==== DATA FOR THIS EXERCISE ====
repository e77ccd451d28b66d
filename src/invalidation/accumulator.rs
//! Pending ban buffer.
//!
//! Collects exact paths and regex patterns between flushes. Appends and drains
//! share one mutex, so a drain observes either all or none of a concurrent
//! append and no entry is handed out twice.

use std::sync::{Mutex, MutexGuard};

use metrics::gauge;
use tracing::{debug, warn};

use crate::domain::ban::{BanTarget, PendingBanSet};

const METRIC_BAN_PENDING: &str = "vanish_ban_pending";

/// In-memory, insertion-ordered ban buffer.
#[derive(Debug, Default)]
pub struct BanAccumulator {
    pending: Mutex<PendingBanSet>,
}

impl BanAccumulator {
    pub fn new() -> Self {
        Self::default()
    }

    /// Queue a ban target on the list matching its kind.
    pub fn add(&self, target: BanTarget) {
        match target {
            BanTarget::ExactPath { path } => self.add_exact_path(path),
            BanTarget::RegexPattern { pattern } => self.add_regex_pattern(pattern),
        }
    }

    pub fn add_exact_path(&self, path: impl Into<String>) {
        let path = path.into();
        debug!(path = %path, "Ban path queued");
        let mut pending = self.buffer("add_exact_path");
        pending.exact_paths.push(path);
        gauge!(METRIC_BAN_PENDING).set(pending.len() as f64);
    }

    /// Queue a regex ban verbatim; the cache server owns pattern validation.
    pub fn add_regex_pattern(&self, pattern: impl Into<String>) {
        let pattern = pattern.into();
        debug!(pattern = %pattern, "Ban pattern queued");
        let mut pending = self.buffer("add_regex_pattern");
        pending.regex_patterns.push(pattern);
        gauge!(METRIC_BAN_PENDING).set(pending.len() as f64);
    }

    /// Take everything queued so far, leaving the buffer empty.
    pub fn drain(&self) -> PendingBanSet {
        let drained = std::mem::take(&mut *self.buffer("drain"));
        gauge!(METRIC_BAN_PENDING).set(0.0);
        drained
    }

    pub fn len(&self) -> usize {
        self.buffer("len").len()
    }

    pub fn is_empty(&self) -> bool {
        self.buffer("is_empty").is_empty()
    }

    fn buffer(&self, op: &'static str) -> MutexGuard<'_, PendingBanSet> {
        self.pending.lock().unwrap_or_else(|poisoned| {
            warn!(
                op,
                lock_kind = "mutex.lock",
                result = "poisoned_recovered",
                hint = "a panic interrupted another append or drain",
                "Recovered from poisoned ban buffer lock"
            );
            poisoned.into_inner()
        })
    }
}

#[cfg(test)]
mod tests {
    use std::collections::HashSet;
    use std::panic::{AssertUnwindSafe, catch_unwind};
    use std::sync::Arc;

    use super::*;

    #[test]
    fn drain_preserves_insertion_order_and_duplicates() {
        let acc = BanAccumulator::new();
        acc.add_exact_path("/a");
        acc.add_exact_path("/b");
        acc.add_exact_path("/a");
        acc.add_regex_pattern("^/tag/");

        let drained = acc.drain();
        assert_eq!(drained.exact_paths, vec!["/a", "/b", "/a"]);
        assert_eq!(drained.regex_patterns, vec!["^/tag/"]);
    }

    #[test]
    fn drain_leaves_buffer_empty() {
        let acc = BanAccumulator::new();
        acc.add_exact_path("/a");
        assert_eq!(acc.len(), 1);

        let _ = acc.drain();
        assert!(acc.is_empty());
        assert!(acc.drain().is_empty());
    }

    #[test]
    fn add_routes_by_variant() {
        let acc = BanAccumulator::new();
        acc.add(BanTarget::exact_path("/post"));
        acc.add(BanTarget::regex(".*\\.css$"));

        let drained = acc.drain();
        assert_eq!(drained.exact_paths, vec!["/post"]);
        assert_eq!(drained.regex_patterns, vec![".*\\.css$"]);
    }

    #[test]
    fn regex_patterns_are_not_validated() {
        let acc = BanAccumulator::new();
        acc.add_regex_pattern("([unclosed");
        assert_eq!(acc.drain().regex_patterns, vec!["([unclosed"]);
    }

    #[test]
    fn concurrent_appends_are_neither_lost_nor_duplicated() {
        let acc = Arc::new(BanAccumulator::new());
        let writers: Vec<_> = (0..8)
            .map(|worker| {
                let acc = Arc::clone(&acc);
                std::thread::spawn(move || {
                    for i in 0..250 {
                        acc.add_exact_path(format!("/w{worker}/{i}"));
                    }
                })
            })
            .collect();

        let mut seen = Vec::new();
        while writers.iter().any(|w| !w.is_finished()) {
            seen.extend(acc.drain().exact_paths);
        }
        for writer in writers {
            writer.join().expect("writer thread");
        }
        seen.extend(acc.drain().exact_paths);

        let unique: HashSet<_> = seen.iter().cloned().collect();
        assert_eq!(seen.len(), 8 * 250);
        assert_eq!(unique.len(), seen.len());
    }

    #[test]
    fn accumulator_recovers_from_poisoned_lock() {
        let acc = BanAccumulator::new();

        let _ = catch_unwind(AssertUnwindSafe(|| {
            let _guard = acc.pending.lock().expect("buffer lock should be acquired");
            panic!("poison buffer lock");
        }));

        acc.add_exact_path("/after-panic");
        assert_eq!(acc.len(), 1);
    }
}
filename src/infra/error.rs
use thiserror::Error;

#[derive(Debug, Error)]
pub enum InfraError {
    #[error("io error: {0}")]
    Io(#[from] std::io::Error),
    #[error("http client error: {0}")]
    Http(#[from] reqwest::Error),
    #[error("telemetry initialization failed: {0}")]
    Telemetry(String),
    #[error("configuration error: {message}")]
    Configuration { message: String },
}

impl InfraError {
    pub fn configuration(message: impl Into<String>) -> Self {
        Self::Configuration {
            message: message.into(),
        }
    }

    pub fn telemetry(message: impl Into<String>) -> Self {
        Self::Telemetry(message.into())
    }
}
//! Cache server and dispatch configuration.
//!
//! Controls where ban requests go and how they are issued, via `vanish.toml`.

use std::num::NonZeroUsize;
use std::time::Duration;

use serde::Deserialize;

// Default values for dispatch configuration
const DEFAULT_CONCURRENCY: usize = 8;
const DEFAULT_REQUEST_TIMEOUT_MS: u64 = 10_000;
const DEFAULT_MAX_RETRIES: u32 = 0;
const DEFAULT_RETRY_BACKOFF_MS: u64 = 200;

/// Where the cache server listens relative to the public site URL.
#[derive(Debug, Clone, Default, PartialEq, Eq, Deserialize)]
#[serde(default)]
pub struct CacheServerConfig {
    /// Replaces the site URL's port when building the ban target.
    pub port_override: Option<u16>,
}

impl From<&crate::config::CacheServerSettings> for CacheServerConfig {
    fn from(settings: &crate::config::CacheServerSettings) -> Self {
        Self {
            port_override: settings.port_override,
        }
    }
}

/// How the purge dispatcher issues ban requests.
#[derive(Debug, Clone, Deserialize)]
#[serde(default)]
pub struct DispatchConfig {
    /// Maximum ban requests in flight at once.
    pub concurrency: usize,
    /// Per-attempt timeout (ms).
    pub request_timeout_ms: u64,
    /// Extra attempts after a failed request; zero disables retrying.
    pub max_retries: u32,
    /// Base delay between attempts (ms), multiplied by the attempt number.
    pub retry_backoff_ms: u64,
    /// Collapse duplicate targets at flush time.
    pub dedup: bool,
}

impl Default for DispatchConfig {
    fn default() -> Self {
        Self {
            concurrency: DEFAULT_CONCURRENCY,
            request_timeout_ms: DEFAULT_REQUEST_TIMEOUT_MS,
            max_retries: DEFAULT_MAX_RETRIES,
            retry_backoff_ms: DEFAULT_RETRY_BACKOFF_MS,
            dedup: true,
        }
    }
}

impl From<&crate::config::DispatchSettings> for DispatchConfig {
    fn from(settings: &crate::config::DispatchSettings) -> Self {
        Self {
            concurrency: settings.concurrency.get(),
            request_timeout_ms: settings.request_timeout.as_millis() as u64,
            max_retries: settings.max_retries,
            retry_backoff_ms: settings.retry_backoff.as_millis() as u64,
            dedup: settings.dedup,
        }
    }
}

impl DispatchConfig {
    /// Returns the concurrency as NonZeroUsize, clamping to 1 if zero.
    pub fn concurrency_non_zero(&self) -> NonZeroUsize {
        NonZeroUsize::new(self.concurrency).unwrap_or(NonZeroUsize::MIN)
    }

    pub fn request_timeout(&self) -> Duration {
        Duration::from_millis(self.request_timeout_ms)
    }

    /// Delay before retry number `attempt` (1-based).
    pub fn backoff_for(&self, attempt: u32) -> Duration {
        Duration::from_millis(self.retry_backoff_ms.saturating_mul(u64::from(attempt)))
    }

    /// Total attempts a single entry may consume.
    pub fn max_attempts(&self) -> u32 {
        self.max_retries.saturating_add(1)
    }
}
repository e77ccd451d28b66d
//! Infrastructure adapters and runtime bootstrap.

pub mod error;
pub mod http;
pub mod telemetry;
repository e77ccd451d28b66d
//! Ban targets and the pending ban set handed from the accumulator to the dispatcher.

use std::fmt;

use serde::Serialize;

pub const BAN_METHOD_HEADER: &str = "X-Ban-Method";
pub const BAN_URL_HEADER: &str = "X-Ban-Url";
pub const BAN_REGEX_HEADER: &str = "X-Ban-Regex";

/// A single cache-server ban instruction.
#[derive(Debug, Clone, PartialEq, Eq, Hash, Serialize)]
#[serde(tag = "kind", rename_all = "snake_case")]
pub enum BanTarget {
    /// Canonical request path, always starting with `/`, possibly carrying `?query` and `#fragment`.
    ExactPath { path: String },
    /// Pattern evaluated by the cache server; never rewritten on this side.
    RegexPattern { pattern: String },
}

impl BanTarget {
    /// Build an exact-path target, enforcing the leading slash.
    pub fn exact_path(path: impl Into<String>) -> Self {
        let mut path = path.into();
        if !path.starts_with('/') {
            path.insert(0, '/');
        }
        Self::ExactPath { path }
    }

    pub fn regex(pattern: impl Into<String>) -> Self {
        Self::RegexPattern {
            pattern: pattern.into(),
        }
    }

    /// Value for the `X-Ban-Method` header.
    pub fn ban_method(&self) -> &'static str {
        match self {
            Self::ExactPath { .. } => "url",
            Self::RegexPattern { .. } => "regex",
        }
    }

    /// Header carrying the ban key.
    pub fn ban_header(&self) -> &'static str {
        match self {
            Self::ExactPath { .. } => BAN_URL_HEADER,
            Self::RegexPattern { .. } => BAN_REGEX_HEADER,
        }
    }

    pub fn key(&self) -> &str {
        match self {
            Self::ExactPath { path } => path,
            Self::RegexPattern { pattern } => pattern,
        }
    }
}

impl fmt::Display for BanTarget {
    fn fmt(&self, f: &mut fmt::Formatter<'_>) -> fmt::Result {
        write!(f, "{}:{}", self.ban_method(), self.key())
    }
}

/// Snapshot of everything queued since the last drain.
///
/// Duplicates are kept here; the flush-time plan decides whether to collapse them.
#[derive(Debug, Clone, Default, PartialEq, Eq)]
pub struct PendingBanSet {
    pub exact_paths: Vec<String>,
    pub regex_patterns: Vec<String>,
}

impl PendingBanSet {
    pub fn len(&self) -> usize {
        self.exact_paths.len() + self.regex_patterns.len()
    }

    pub fn is_empty(&self) -> bool {
        self.exact_paths.is_empty() && self.regex_patterns.is_empty()
    }

    /// Exact paths first, then regex patterns, each in insertion order.
    pub fn targets(&self) -> impl Iterator<Item = BanTarget> + '_ {
        let paths = self
            .exact_paths
            .iter()
            .map(|path| BanTarget::ExactPath { path: path.clone() });
        let patterns = self
            .regex_patterns
            .iter()
            .map(|pattern| BanTarget::RegexPattern {
                pattern: pattern.clone(),
            });
        paths.chain(patterns)
    }
}

#[cfg(test)]
mod tests {
    use super::*;

    #[test]
    fn exact_path_enforces_leading_slash() {
        assert_eq!(BanTarget::exact_path("foo").key(), "/foo");
        assert_eq!(BanTarget::exact_path("/foo").key(), "/foo");
    }

    #[test]
    fn headers_follow_variant() {
        let url = BanTarget::exact_path("/a");
        assert_eq!(url.ban_method(), "url");
        assert_eq!(url.ban_header(), "X-Ban-Url");

        let regex = BanTarget::regex("^/tag/.*");
        assert_eq!(regex.ban_method(), "regex");
        assert_eq!(regex.ban_header(), "X-Ban-Regex");
        assert_eq!(regex.key(), "^/tag/.*");
    }

    #[test]
    fn display_is_method_prefixed() {
        assert_eq!(BanTarget::exact_path("/a?b=1").to_string(), "url:/a?b=1");
        assert_eq!(BanTarget::regex(".*").to_string(), "regex:.*");
    }

    #[test]
    fn pending_set_yields_paths_before_patterns() {
        let set = PendingBanSet {
            exact_paths: vec!["/a".into(), "/b".into()],
            regex_patterns: vec!["^/c".into()],
        };

        let targets: Vec<_> = set.targets().collect();
        assert_eq!(
            targets,
            vec![
                BanTarget::exact_path("/a"),
                BanTarget::exact_path("/b"),
                BanTarget::regex("^/c"),
            ]
        );
        assert_eq!(set.len(), 3);
        assert!(!set.is_empty());
        assert!(PendingBanSet::default().is_empty());
    }

    #[test]
    fn serializes_with_kind_tag() {
        let json = serde_json::to_value(BanTarget::exact_path("/a")).expect("serialize");
        assert_eq!(json["kind"], "exact_path");
        assert_eq!(json["path"], "/a");
    }
}
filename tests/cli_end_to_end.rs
use std::io::Write;

use assert_cmd::Command;
use httpmock::MockServer;
use predicates::str::contains;
use tempfile::NamedTempFile;

fn vanish() -> Command {
    let mut cmd = Command::new(assert_cmd::cargo::cargo_bin!("vanish"));
    cmd.env_remove("VANISH__CACHE_SERVER__SITE_URL")
        .env_remove("VANISH__CACHE_SERVER__PORT_OVERRIDE")
        .env_remove("VANISH_CONFIG_FILE");
    cmd
}

#[test]
fn ban_command_sends_bans_to_the_cache_server() {
    let server = MockServer::start();
    let page = server.mock(|when, then| {
        when.path("/")
            .header("x-ban-method", "url")
            .header("x-ban-url", "/2024/hello/");
        then.status(200);
    });
    let tags = server.mock(|when, then| {
        when.path("/")
            .header("x-ban-method", "regex")
            .header("x-ban-regex", "^/tag/");
        then.status(200);
    });

    let assert = vanish()
        .args(["ban", "--site-url", "http://127.0.0.1/", "--port"])
        .arg(server.port().to_string())
        .args(["--url", "https://example.com/2024/hello/"])
        .args(["--regex", "^/tag/", "--json"])
        .assert()
        .success();

    let output = String::from_utf8_lossy(&assert.get_output().stdout);
    assert!(output.contains("\"attempted\": 2"));
    assert!(output.contains("\"failed\": 0"));
    page.assert();
    tags.assert();
}

#[test]
fn partial_failure_exits_with_code_two() {
    let server = MockServer::start();
    let rejected = server.mock(|when, then| {
        when.header("x-ban-url", "/down");
        then.status(503);
    });
    let accepted = server.mock(|when, then| {
        when.header("x-ban-url", "/up");
        then.status(200);
    });

    vanish()
        .args(["ban", "--site-url", "http://127.0.0.1/", "--port"])
        .arg(server.port().to_string())
        .args(["--url", "/up", "--url", "/down"])
        .assert()
        .code(2)
        .stdout(contains("failed=1"))
        .stdout(contains("failed url:/down after 1 attempt(s)"));

    rejected.assert();
    accepted.assert();
}

#[test]
fn ban_without_site_url_fails_fast() {
    vanish()
        .args(["ban", "--url", "/a"])
        .assert()
        .code(64)
        .stderr(contains("site_url"));
}

#[test]
fn target_reads_site_url_from_config_file() {
    let mut file = NamedTempFile::with_suffix(".toml").expect("tmp file");
    file.write_all(
        b"[cache_server]\nsite_url = \"https://example.com/blog/\"\nport_override = 6081\n",
    )
    .expect("write config");

    vanish()
        .arg("--config-file")
        .arg(file.path())
        .arg("target")
        .assert()
        .success()
        .stdout("https://example.com:6081/blog/\n");
}

#[test]
fn cli_port_beats_environment() {
    vanish()
        .env("VANISH__CACHE_SERVER__SITE_URL", "http://example.com/")
        .env("VANISH__CACHE_SERVER__PORT_OVERRIDE", "8080")
        .args(["target", "--port", "6081"])
        .assert()
        .success()
        .stdout("http://example.com:6081/\n");
}

#[test]
fn normalize_prints_ban_paths() {
    vanish()
        .args(["normalize", "http://example.com:8080/foo?x=1#top", "bar"])
        .assert()
        .success()
        .stdout("/foo?x=1#top\n/bar\n");
}

#[test]
fn normalize_rejects_unparsable_urls() {
    vanish()
        .args(["normalize", "http://[::1"])
        .assert()
        .code(65);
}
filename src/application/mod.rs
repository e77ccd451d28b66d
//! Application services layer.

pub mod commands;
pub mod error;
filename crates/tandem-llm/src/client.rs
//! Client-side abstraction over the streaming chat runtime
//!
//! The orchestrator consumes the runtime through [`LlmClient`] so the state
//! machine is independent of which backend hosts it. Chunks arrive on a
//! bounded channel; `done=true` is the authoritative end-of-stream signal.

use async_trait::async_trait;
use serde::{Deserialize, Serialize};
use serde_json::Value;
use tokio::sync::mpsc;
use tokio_util::sync::CancellationToken;

use tandem_core::{ChatMessage, Result};

/// One parsed chunk of a streaming chat response.
///
/// `content` and `tool_calls` may arrive on different chunks; some runtimes
/// deliver tool calls incrementally rather than atomically at the end.
#[derive(Debug, Clone, Deserialize)]
pub struct ChatChunk {
    #[serde(default)]
    pub message: Option<ChunkMessage>,
    #[serde(default)]
    pub done: bool,
}

/// Message payload carried by a stream chunk
#[derive(Debug, Clone, Deserialize)]
pub struct ChunkMessage {
    #[serde(default)]
    pub content: String,
    #[serde(default)]
    pub tool_calls: Vec<ToolCallFragment>,
}

/// Tool call as it appears on the wire
#[derive(Debug, Clone, Serialize, Deserialize)]
pub struct ToolCallFragment {
    #[serde(default, skip_serializing_if = "Option::is_none")]
    pub id: Option<String>,
    pub function: FunctionCall,
}

#[derive(Debug, Clone, Serialize, Deserialize)]
pub struct FunctionCall {
    pub name: String,
    #[serde(default)]
    pub arguments: Value,
}

/// Sampling options forwarded to the runtime
#[derive(Debug, Clone, Serialize)]
pub struct ChatOptions {
    #[serde(skip_serializing_if = "Option::is_none")]
    pub temperature: Option<f32>,
    #[serde(skip_serializing_if = "Option::is_none")]
    pub top_p: Option<f32>,
    #[serde(skip_serializing_if = "Option::is_none")]
    pub num_predict: Option<i32>,
}

impl Default for ChatOptions {
    fn default() -> Self {
        Self {
            temperature: Some(0.6),
            top_p: Some(0.95),
            num_predict: Some(32768),
        }
    }
}

/// Model information from the runtime's local registry
#[derive(Debug, Clone, Serialize, Deserialize)]
pub struct ModelInfo {
    pub name: String,
    #[serde(default)]
    pub parameter_size: Option<String>,
    #[serde(default)]
    pub modified_at: Option<String>,
}

/// Receiver side of a streaming chat call
pub type ChatChunkStream = mpsc::Receiver<Result<ChatChunk>>;

/// Streaming chat runtime client
#[async_trait]
pub trait LlmClient: Send + Sync {
    /// Open a streaming chat call.
    ///
    /// `tools` is the flat function-calling schema, already rendered to the
    /// runtime's JSON shape; empty means no tools are offered. The `cancel`
    /// token is consumed by the network layer: once cancelled, no further
    /// chunks are delivered.
    async fn chat_stream(
        &self,
        model: &str,
        messages: Vec<ChatMessage>,
        tools: Vec<Value>,
        options: ChatOptions,
        cancel: CancellationToken,
    ) -> Result<ChatChunkStream>;

    /// List models available on the runtime
    async fn list_models(&self) -> Result<Vec<ModelInfo>>;
}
====
* [WHAT NEEDS TO BE DONE]:
Which lines of the data include the string "accepted"? Find them and copy each one.

* [RESPONSE BOX]:
    let accepted = server.mock(|when, then| {
    accepted.assert();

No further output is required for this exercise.